The apparent differences are superficial, and are due chiefly to considerations of convenience. Whether in a play or in a novel the creative artist has to tell a story—using the word story in a very wide sense. Just as a novel is divided into chapters, and for a similar reason, a play is divided into acts. But neither chapters nor acts are necessary. Some of Balzac's chief novels have no chapter-divisions, and it has been proved that a theatre audience [pg 84] can and will listen for two hours to "talk," and even recitative singing, on the stage, without a pause.

Indeed, audiences, under the compulsion of an artist strong and imperious enough, could, I am sure, be trained to marvellous feats of prolonged receptivity. However, chapters and acts are usual, and they involve the same constructional processes on the part of the artist.

The entire play or novel must tell a complete story—that is, arouse a curiosity and reasonably satisfy it, raise a main question and then settle it. And each act or other chief division must tell a definite portion of the story, satisfy part of the curiosity, settle part of the question. And each scene or other minor division must do the same according to its scale. Everything basic that applies to the technique of the novel applies equally to the technique of the play.
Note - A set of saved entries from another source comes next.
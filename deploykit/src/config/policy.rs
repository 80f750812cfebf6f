//! Wait and retry policies resolved from configuration.

use serde::{Deserialize, Serialize};
use std::time::Duration;

/// What the pipeline does when worker nodes are not all Ready by the deadline.
#[derive(Debug, Clone, Copy, PartialEq, Eq, Default, Serialize, Deserialize)]
#[serde(rename_all = "snake_case")]
pub enum NodeTimeoutPolicy {
    /// Record the stage as `timeout` and continue to manifest application.
    #[default]
    Proceed,
    /// Treat the timeout as fatal and abort the run.
    Fail,
}

/// A bounded poll: how long to wait and how often to check.
#[derive(Debug, Clone, Copy, PartialEq, Eq, Serialize, Deserialize)]
#[serde(deny_unknown_fields)]
pub struct WaitSettings {
    /// Overall deadline in seconds.
    pub deadline_secs: u64,
    /// Fixed interval between checks in seconds.
    pub interval_secs: u64,
}

impl WaitSettings {
    /// Creates wait settings.
    #[must_use]
    pub const fn new(deadline_secs: u64, interval_secs: u64) -> Self {
        Self {
            deadline_secs,
            interval_secs,
        }
    }

    /// Returns the deadline as a duration.
    #[must_use]
    pub const fn deadline(&self) -> Duration {
        Duration::from_secs(self.deadline_secs)
    }

    /// Returns the poll interval as a duration.
    #[must_use]
    pub const fn interval(&self) -> Duration {
        Duration::from_secs(self.interval_secs)
    }
}

/// Bounded fixed-delay retry applied to transient lock failures.
#[derive(Debug, Clone, Copy, PartialEq, Eq, Serialize, Deserialize)]
#[serde(deny_unknown_fields)]
pub struct LockRetryPolicy {
    /// Total attempts, including the first one.
    pub max_attempts: u32,
    /// Delay between attempts in seconds.
    pub delay_secs: u64,
}

impl LockRetryPolicy {
    /// Creates a retry policy.
    #[must_use]
    pub const fn new(max_attempts: u32, delay_secs: u64) -> Self {
        Self {
            max_attempts,
            delay_secs,
        }
    }

    /// Returns the delay as a duration.
    #[must_use]
    pub const fn delay(&self) -> Duration {
        Duration::from_secs(self.delay_secs)
    }
}

/// Deadlines for the blocking waits of a deployment.
#[derive(Debug, Clone, Copy, PartialEq, Eq, Serialize, Deserialize)]
#[serde(default, deny_unknown_fields)]
pub struct Timeouts {
    /// Waiting for the node pool to reach Running.
    pub pool_running: WaitSettings,
    /// Waiting for worker nodes to report Ready.
    pub nodes_ready: WaitSettings,
    /// Waiting for pods to reach Running.
    pub pods_running: WaitSettings,
}

impl Default for Timeouts {
    fn default() -> Self {
        Self {
            pool_running: WaitSettings::new(600, 10),
            nodes_ready: WaitSettings::new(720, 20),
            pods_running: WaitSettings::new(300, 15),
        }
    }
}

/// Failure-handling policies for deployment and teardown.
#[derive(Debug, Clone, Copy, PartialEq, Eq, Serialize, Deserialize)]
#[serde(default, deny_unknown_fields)]
pub struct Policies {
    /// Node readiness timeout handling.
    pub node_timeout: NodeTimeoutPolicy,
    /// Security-group attach retries after node pool creation.
    pub attach_retry: LockRetryPolicy,
    /// Security-group delete retries during teardown.
    pub sg_delete_retry: LockRetryPolicy,
    /// Node-pool delete retries during teardown.
    pub pool_delete_retry: LockRetryPolicy,
    /// Pause before deleting the security group, letting the cluster release it.
    pub teardown_settle_secs: u64,
}

impl Default for Policies {
    fn default() -> Self {
        Self {
            node_timeout: NodeTimeoutPolicy::Proceed,
            attach_retry: LockRetryPolicy::new(5, 30),
            sg_delete_retry: LockRetryPolicy::new(2, 30),
            pool_delete_retry: LockRetryPolicy::new(3, 30),
            teardown_settle_secs: 10,
        }
    }
}

impl Policies {
    /// Returns the settle delay as a duration.
    #[must_use]
    pub const fn teardown_settle(&self) -> Duration {
        Duration::from_secs(self.teardown_settle_secs)
    }
}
In particular, I would urge that a play, any more than a novel, need not be dramatic, employing the term as it is [pg 85] usually employed. In so far as it suspends the listener's interest, every tale, however told, may be said to be dramatic. A play need not be more dramatic than that. Very emphatically a play need not be dramatic in the stage sense. It need never induce interest to the degree of excitement. It need have nothing that resembles what would be recognisable in the theatre as a situation.

It may amble on—and it will still be a play, and it may succeed in pleasing either the fastidious hundreds or the unfastidious hundreds of thousands, according to the talent of the author. Without doubt mandarins will continue for about a century yet to excommunicate certain plays from the category of plays. But nobody will be any the worse. And dramatists will go on proving that whatever else divides a play from a book, "dramatic quality" does not.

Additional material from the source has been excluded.